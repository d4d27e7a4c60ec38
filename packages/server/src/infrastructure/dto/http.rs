//! HTTP API request/response DTOs for the chat room.
//!
//! Request DTOs deserialize leniently (every field optional) and are then
//! validated into domain values with [`RegisterParticipantRequest::validate`]
//! and friends, which report every field error at once.

use serde::{Deserialize, Serialize};

use crate::{
    domain::{
        MESSAGE_TEXT_MAX_LEN, Message, MessageEdit, MessageKind, MessageText,
        PARTICIPANT_NAME_MAX_LEN, Participant, ParticipantName, Recipient, ValueObjectError,
    },
    infrastructure::sanitize::strip_markup,
};

/// Field-level validation messages, returned to the caller as a JSON array
#[derive(Debug, Clone, Default, PartialEq, Eq, Serialize)]
#[serde(transparent)]
pub struct FieldErrors(pub Vec<String>);

impl FieldErrors {
    pub fn push(&mut self, message: impl Into<String>) {
        self.0.push(message.into());
    }

    pub fn is_empty(&self) -> bool {
        self.0.is_empty()
    }

    pub fn into_messages(self) -> Vec<String> {
        self.0
    }
}

/// Body of `POST /participants`
#[derive(Debug, Clone, Default, Deserialize)]
pub struct RegisterParticipantRequest {
    pub name: Option<String>,
}

impl RegisterParticipantRequest {
    /// Sanitize and validate the requested name.
    pub fn validate(self) -> Result<ParticipantName, FieldErrors> {
        let mut errors = FieldErrors::default();
        let name = required_text(&mut errors, "name", self.name, |raw| {
            ParticipantName::new(raw).map_err(|e| describe("name", &e))
        });
        match name {
            Some(name) if errors.is_empty() => Ok(name),
            _ => Err(errors),
        }
    }
}

/// Body of `POST /participants` on success
#[derive(Debug, Clone, Serialize, Deserialize)]
pub struct RegisterParticipantResponse {
    pub name: String,
}

/// Body of `POST /messages` and `PUT /messages/{id}`
#[derive(Debug, Clone, Default, Deserialize)]
pub struct MessageBodyRequest {
    pub to: Option<String>,
    pub text: Option<String>,
    #[serde(rename = "type", alias = "kind")]
    pub kind: Option<String>,
}

impl MessageBodyRequest {
    /// Sanitize and validate the message fields.
    ///
    /// `type` must be `message` or `private_message`; `status` is reserved
    /// for notices produced by the server.
    pub fn validate(self) -> Result<MessageEdit, FieldErrors> {
        let mut errors = FieldErrors::default();

        let to = required_text(&mut errors, "to", self.to, |raw| {
            Recipient::new(raw).map_err(|e| describe("to", &e))
        });
        let text = required_text(&mut errors, "text", self.text, |raw| {
            MessageText::new(raw).map_err(|e| describe("text", &e))
        });
        let kind = match self.kind {
            None => {
                errors.push("\"type\" is required");
                None
            }
            Some(raw) => match raw.parse::<MessageKind>() {
                Ok(kind) if kind.is_client_settable() => Some(kind),
                _ => {
                    errors.push("\"type\" must be one of [message, private_message]");
                    None
                }
            },
        };

        match (to, text, kind) {
            (Some(to), Some(text), Some(kind)) if errors.is_empty() => {
                Ok(MessageEdit { to, text, kind })
            }
            _ => Err(errors),
        }
    }
}

/// Query of `GET /messages`
#[derive(Debug, Clone, Default, Deserialize)]
pub struct ListMessagesQuery {
    pub limit: Option<String>,
}

impl ListMessagesQuery {
    /// `None` when no limit was requested; an empty value counts as none.
    pub fn limit(&self) -> Result<Option<usize>, FieldErrors> {
        match self.limit.as_deref().map(str::trim) {
            None | Some("") => Ok(None),
            Some(raw) => raw.parse::<usize>().map(Some).map_err(|_| {
                FieldErrors(vec![
                    "\"limit\" must be a non-negative integer".to_string(),
                ])
            }),
        }
    }
}

/// Entry of `GET /participants`
#[derive(Debug, Clone, Serialize, Deserialize)]
#[serde(rename_all = "camelCase")]
pub struct ParticipantDto {
    pub name: String,
    /// Last liveness signal, Unix milliseconds
    pub last_status: i64,
}

impl From<Participant> for ParticipantDto {
    fn from(participant: Participant) -> Self {
        Self {
            name: participant.name.into_string(),
            last_status: participant.last_seen.value(),
        }
    }
}

/// Entry of `GET /messages`
#[derive(Debug, Clone, Serialize, Deserialize)]
pub struct MessageDto {
    pub id: String,
    pub from: String,
    pub to: String,
    pub text: String,
    #[serde(rename = "type")]
    pub kind: String,
    /// Local wall-clock creation time, `HH:MM:SS`
    pub time: String,
}

impl From<Message> for MessageDto {
    fn from(message: Message) -> Self {
        Self {
            id: message.id.into(),
            from: message.from.into_string(),
            to: message.to.into(),
            text: message.text.into(),
            kind: message.kind.as_str().to_string(),
            time: parlor_shared::time::timestamp_to_clock_time(message.time.value()),
        }
    }
}

fn required_text<T>(
    errors: &mut FieldErrors,
    field: &str,
    value: Option<String>,
    parse: impl FnOnce(String) -> Result<T, String>,
) -> Option<T> {
    let Some(raw) = value else {
        errors.push(format!("\"{field}\" is required"));
        return None;
    };
    match parse(strip_markup(&raw)) {
        Ok(value) => Some(value),
        Err(message) => {
            errors.push(message);
            None
        }
    }
}

fn describe(field: &str, error: &ValueObjectError) -> String {
    match error {
        ValueObjectError::ParticipantNameEmpty
        | ValueObjectError::MessageTextEmpty
        | ValueObjectError::RecipientEmpty => format!("\"{field}\" is not allowed to be empty"),
        ValueObjectError::ParticipantNameTooLong { .. } => format!(
            "\"{field}\" length must be less than or equal to {PARTICIPANT_NAME_MAX_LEN} characters long"
        ),
        ValueObjectError::MessageTextTooLong { .. } => format!(
            "\"{field}\" length must be less than or equal to {MESSAGE_TEXT_MAX_LEN} characters long"
        ),
        other => format!("\"{field}\" is invalid: {other}"),
    }
}
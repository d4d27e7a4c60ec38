//! Tracing subscriber setup.

use tracing_subscriber::{EnvFilter, fmt, layer::SubscriberExt, util::SubscriberInitExt};

/// Install a global fmt subscriber.
///
/// `RUST_LOG` takes precedence. Without it, `crate_name` and `tower_http`
/// log at `default_level`, everything else at `warn`.
pub fn setup_logger(crate_name: &str, default_level: &str) {
    let target = crate_name.replace('-', "_");
    let filter = EnvFilter::try_from_default_env().unwrap_or_else(|_| {
        EnvFilter::new(format!(
            "warn,{target}={default_level},tower_http={default_level}"
        ))
    });

    // A subscriber may already be installed (e.g. in tests).
    if tracing_subscriber::registry()
        .with(filter)
        .with(fmt::layer().with_target(true))
        .try_init()
        .is_err()
    {
        tracing::debug!("Global subscriber already set, keeping it");
    }
}
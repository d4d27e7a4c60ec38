//! Which messages a participant may read.
//!
//! Two modes exist and are kept apart on purpose:
//!
//! * [`visible_to`] returns every message addressed to the room, to the
//!   viewer, or written by the viewer, whatever its kind.
//! * [`latest_broadcasts_visible_to`] applies the same rule, keeps only
//!   `message` (broadcast chat) kinds, and returns the most recent `limit`
//!   of them in chronological order. Polling clients use it for "latest N".

use super::{Message, MessageKind, ParticipantName};

/// Whether `viewer` may read `message`.
pub fn is_visible(message: &Message, viewer: &ParticipantName) -> bool {
    message.to.is_everyone() || message.to.is(viewer) || message.is_authored_by(viewer)
}

/// Messages `viewer` may read, oldest first.
pub fn visible_to<'a, I>(viewer: &ParticipantName, messages: I) -> Vec<Message>
where
    I: IntoIterator<Item = &'a Message>,
{
    messages
        .into_iter()
        .filter(|m| is_visible(m, viewer))
        .cloned()
        .collect()
}

/// The last `limit` broadcast-chat messages `viewer` may read, oldest first.
pub fn latest_broadcasts_visible_to<'a, I>(
    viewer: &ParticipantName,
    messages: I,
    limit: usize,
) -> Vec<Message>
where
    I: IntoIterator<Item = &'a Message>,
    I::IntoIter: DoubleEndedIterator,
{
    let mut latest: Vec<Message> = messages
        .into_iter()
        .rev()
        .filter(|m| m.kind == MessageKind::BroadcastChat && is_visible(m, viewer))
        .take(limit)
        .cloned()
        .collect();
    latest.reverse();
    latest
}
//! Repository traits.
//!
//! The domain defines what it needs from storage; infrastructure provides
//! the implementations (dependency inversion). Every implementation must
//! evaluate ownership checks and the mutation they guard atomically.

use async_trait::async_trait;
use thiserror::Error;

#[cfg(test)]
use mockall::automock;

use super::{
    Message, MessageEdit, MessageId, MessageLogError, Participant, ParticipantName, RegistryError,
    Timestamp,
};

/// Errors returned by repositories
#[derive(Debug, Error, Clone, PartialEq, Eq)]
pub enum RepositoryError {
    #[error(transparent)]
    Registry(#[from] RegistryError),

    #[error(transparent)]
    MessageLog(#[from] MessageLogError),

    /// The backing store could not be reached
    #[error("Store unavailable: {0}")]
    Unavailable(String),
}

/// Storage for present participants
#[cfg_attr(test, automock)]
#[async_trait]
pub trait ParticipantRepository: Send + Sync {
    /// Add a participant; fails with `RegistryError::AlreadyRegistered`
    async fn register(&self, participant: Participant) -> Result<(), RepositoryError>;

    /// Set `last_seen`; fails with `RegistryError::NotRegistered`
    async fn heartbeat(&self, name: &ParticipantName, at: Timestamp)
    -> Result<(), RepositoryError>;

    async fn is_present(&self, name: &ParticipantName) -> Result<bool, RepositoryError>;

    /// All participants but `viewer`, in registration order
    async fn list_excluding(
        &self,
        viewer: &ParticipantName,
    ) -> Result<Vec<Participant>, RepositoryError>;

    /// Participants with `last_seen <= cutoff`
    async fn find_stale(&self, cutoff: Timestamp) -> Result<Vec<Participant>, RepositoryError>;

    /// Remove a participant; fails with `RegistryError::NotRegistered`
    async fn remove(&self, name: &ParticipantName) -> Result<(), RepositoryError>;
}

/// Storage for the ordered message log
#[cfg_attr(test, automock)]
#[async_trait]
pub trait MessageRepository: Send + Sync {
    /// Append at the end of the log
    async fn append(&self, message: Message) -> Result<(), RepositoryError>;

    async fn get(&self, id: &MessageId) -> Result<Option<Message>, RepositoryError>;

    /// Replace the mutable fields if `editor` is the author
    async fn update(
        &self,
        id: &MessageId,
        editor: &ParticipantName,
        edit: MessageEdit,
    ) -> Result<(), RepositoryError>;

    /// Remove the message if `requester` is the author
    async fn delete(
        &self,
        id: &MessageId,
        requester: &ParticipantName,
    ) -> Result<(), RepositoryError>;

    /// Every message, oldest first
    async fn all(&self) -> Result<Vec<Message>, RepositoryError>;
}
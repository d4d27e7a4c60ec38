//! Construction of new messages.
//!
//! Every message gets a fresh UUID v4 id here; callers never pick ids.

use super::{
    entity::{ENTERED_TEXT, LEFT_TEXT, Message, MessageEdit},
    value_object::{MessageId, MessageKind, MessageText, ParticipantName, Recipient, Timestamp},
};

/// Factory for messages appended to the log.
pub struct MessageFactory;

impl MessageFactory {
    /// A new random message id.
    pub fn new_id() -> MessageId {
        MessageId::from_uuid(uuid::Uuid::new_v4())
    }

    /// Chat message written by `from`.
    pub fn chat(from: ParticipantName, body: MessageEdit, time: Timestamp) -> Message {
        Message::new(Self::new_id(), from, body.to, body.text, body.kind, time)
    }

    /// Notice that `name` joined the room.
    pub fn entered(name: ParticipantName, time: Timestamp) -> Message {
        Self::status(name, ENTERED_TEXT, time)
    }

    /// Notice that `name` was evicted.
    pub fn left(name: ParticipantName, time: Timestamp) -> Message {
        Self::status(name, LEFT_TEXT, time)
    }

    fn status(name: ParticipantName, text: &'static str, time: Timestamp) -> Message {
        Message::new(
            Self::new_id(),
            name,
            Recipient::Everyone,
            MessageText(text.to_string()),
            MessageKind::SystemStatus,
            time,
        )
    }
}

#[cfg(test)]
mod tests {
    use super::*;

    fn name(s: &str) -> ParticipantName {
        ParticipantName::new(s.to_string()).unwrap()
    }

    #[test]
    fn test_new_id_is_unique_uuid() {
        // テスト項目: new_id() は毎回異なる UUID v4 形式の ID を生成する
        // when (操作):
        let id1 = MessageFactory::new_id();
        let id2 = MessageFactory::new_id();

        // then (期待する結果):
        assert_eq!(id1.as_str().len(), 36); // ハイフン含む
        assert_eq!(
            uuid::Uuid::parse_str(id1.as_str()).unwrap().get_version_num(),
            4
        );
        assert_ne!(id1, id2);
    }

    #[test]
    fn test_chat_copies_body() {
        // テスト項目: chat() は本文の宛先・テキスト・種別をそのまま使う
        // given (前提条件):
        let body = MessageEdit {
            to: Recipient::new("Beto".to_string()).unwrap(),
            text: MessageText::new("oi".to_string()).unwrap(),
            kind: MessageKind::DirectChat,
        };

        // when (操作):
        let message = MessageFactory::chat(name("Ana"), body, Timestamp::new(42));

        // then (期待する結果):
        assert_eq!(message.from, name("Ana"));
        assert!(message.to.is(&name("Beto")));
        assert_eq!(message.text.as_str(), "oi");
        assert_eq!(message.kind, MessageKind::DirectChat);
        assert_eq!(message.time, Timestamp::new(42));
    }

    #[test]
    fn test_status_notices() {
        // テスト項目: 入退室メッセージは全員宛ての status として作成される
        let entered = MessageFactory::entered(name("Ana"), Timestamp::new(0));
        let left = MessageFactory::left(name("Ana"), Timestamp::new(1));

        for (message, text) in [(&entered, ENTERED_TEXT), (&left, LEFT_TEXT)] {
            assert_eq!(message.kind, MessageKind::SystemStatus);
            assert!(message.to.is_everyone());
            assert_eq!(message.text.as_str(), text);
            assert!(message.is_authored_by(&name("Ana")));
        }
        assert_ne!(entered.id, left.id);
    }
}
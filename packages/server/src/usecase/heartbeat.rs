//! UseCase: ハートビート（在室状態の更新）

use std::sync::Arc;

use crate::domain::{ParticipantName, ParticipantRepository, Timestamp};

use super::error::HeartbeatError;

/// ハートビートのユースケース
pub struct HeartbeatUseCase {
    participants: Arc<dyn ParticipantRepository>,
}

impl HeartbeatUseCase {
    /// 新しい HeartbeatUseCase を作成
    pub fn new(participants: Arc<dyn ParticipantRepository>) -> Self {
        Self { participants }
    }

    /// 参加者の last_seen を現在時刻に更新する
    pub async fn execute(&self, name: &ParticipantName) -> Result<(), HeartbeatError> {
        self.participants.heartbeat(name, Timestamp::now()).await?;
        Ok(())
    }
}

#[cfg(test)]
mod tests {
    use super::*;
    use crate::{domain::Participant, infrastructure::repository::InMemoryParticipantRepository};

    fn name(s: &str) -> ParticipantName {
        ParticipantName::new(s.to_string()).unwrap()
    }

    #[tokio::test]
    async fn test_heartbeat_refreshes_last_seen() {
        // テスト項目: ハートビートで last_seen が現在時刻に更新される
        // given (前提条件):
        let repository = Arc::new(InMemoryParticipantRepository::new());
        repository
            .register(Participant::new(name("Ana"), Timestamp::new(0)))
            .await
            .unwrap();
        let usecase = HeartbeatUseCase::new(repository.clone());

        // when (操作):
        let result = usecase.execute(&name("Ana")).await;

        // then (期待する結果): 古い閾値では stale 扱いされない
        assert!(result.is_ok());
        let stale = repository.find_stale(Timestamp::new(1000)).await.unwrap();
        assert!(stale.is_empty());
    }

    #[tokio::test]
    async fn test_heartbeat_unknown_participant() {
        // テスト項目: 未登録の参加者は NotRegistered
        let repository = Arc::new(InMemoryParticipantRepository::new());
        let usecase = HeartbeatUseCase::new(repository);

        let result = usecase.execute(&name("Ghost")).await;

        assert_eq!(
            result,
            Err(HeartbeatError::NotRegistered("Ghost".to_string()))
        );
    }
}
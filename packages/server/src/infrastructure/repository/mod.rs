//! Repository パターンの実装
//!
//! ドメイン層が定義する Repository trait の具体的な実装を提供します。
//! UseCase 層は trait（ドメイン層）に依存し、この実装に直接依存しません（依存性の逆転）。

pub mod inmemory;

pub use inmemory::{InMemoryMessageRepository, InMemoryParticipantRepository};
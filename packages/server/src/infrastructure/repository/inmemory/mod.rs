//! InMemory Repository 実装
//!
//! ドメインの集約（`Registry`, `MessageLog`）をそれぞれ独立した Mutex で保護し、
//! プロセス内のストアとして使用します。参加者とメッセージは別々のロックを持つため、
//! 互いの操作を待たせません。

mod message;
mod participant;

pub use message::InMemoryMessageRepository;
pub use participant::InMemoryParticipantRepository;
//! UseCase: メッセージ投稿処理
//!
//! ## テスト実装の作業記録
//!
//! ### 何をテストしているか
//! - PostMessageUseCase::execute() メソッド
//! - 送信者の在室確認とメッセージログへの追加
//!
//! ### どのような状況を想定しているか
//! - 正常系：在室中の参加者による投稿
//! - 異常系：未登録の送信者による投稿

use std::sync::Arc;

use crate::domain::{
    Message, MessageEdit, MessageFactory, MessageRepository, ParticipantName,
    ParticipantRepository, Timestamp,
};

use super::error::PostMessageError;

/// メッセージ投稿のユースケース
pub struct PostMessageUseCase {
    participants: Arc<dyn ParticipantRepository>,
    messages: Arc<dyn MessageRepository>,
}

impl PostMessageUseCase {
    /// 新しい PostMessageUseCase を作成
    pub fn new(
        participants: Arc<dyn ParticipantRepository>,
        messages: Arc<dyn MessageRepository>,
    ) -> Self {
        Self {
            participants,
            messages,
        }
    }

    /// メッセージ投稿を実行
    ///
    /// # Arguments
    ///
    /// * `from` - 送信者（在室している必要がある）
    /// * `body` - 検証済みの宛先・本文・種別
    pub async fn execute(
        &self,
        from: ParticipantName,
        body: MessageEdit,
    ) -> Result<Message, PostMessageError> {
        if !self.participants.is_present(&from).await? {
            return Err(PostMessageError::SenderNotRegistered(from.into_string()));
        }

        let message = MessageFactory::chat(from, body, Timestamp::now());
        self.messages.append(message.clone()).await?;

        Ok(message)
    }
}

#[cfg(test)]
mod tests {
    use super::*;
    use crate::{
        domain::{MessageKind, MessageText, Participant, Recipient},
        infrastructure::repository::{InMemoryMessageRepository, InMemoryParticipantRepository},
    };

    fn name(s: &str) -> ParticipantName {
        ParticipantName::new(s.to_string()).unwrap()
    }

    fn broadcast(text: &str) -> MessageEdit {
        MessageEdit {
            to: Recipient::Everyone,
            text: MessageText::new(text.to_string()).unwrap(),
            kind: MessageKind::BroadcastChat,
        }
    }

    #[tokio::test]
    async fn test_post_message_success() {
        // テスト項目: 在室中の参加者の投稿がログ末尾に追加される
        // given (前提条件):
        let participants = Arc::new(InMemoryParticipantRepository::new());
        let messages = Arc::new(InMemoryMessageRepository::new());
        participants
            .register(Participant::new(name("Ana"), Timestamp::now()))
            .await
            .unwrap();
        let usecase = PostMessageUseCase::new(participants, messages.clone());

        // when (操作):
        let first = usecase.execute(name("Ana"), broadcast("one")).await.unwrap();
        let second = usecase.execute(name("Ana"), broadcast("two")).await.unwrap();

        // then (期待する結果):
        let log = messages.all().await.unwrap();
        assert_eq!(log, vec![first.clone(), second]);
        assert_eq!(first.from, name("Ana"));
        assert_ne!(log[0].id, log[1].id);
    }

    #[tokio::test]
    async fn test_post_message_sender_not_registered() {
        // テスト項目: 未登録の送信者は SenderNotRegistered になり、ログは変わらない
        // given (前提条件):
        let participants = Arc::new(InMemoryParticipantRepository::new());
        let messages = Arc::new(InMemoryMessageRepository::new());
        let usecase = PostMessageUseCase::new(participants, messages.clone());

        // when (操作):
        let result = usecase.execute(name("Ghost"), broadcast("boo")).await;

        // then (期待する結果):
        assert_eq!(
            result,
            Err(PostMessageError::SenderNotRegistered("Ghost".to_string()))
        );
        assert!(messages.all().await.unwrap().is_empty());
    }
}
_ _ _ _ _ _ _
AIM OF THE TASK
Your reply should be only the number of lines in the records above that include "push".

OUTPUT FOR THIS EXERCISE
6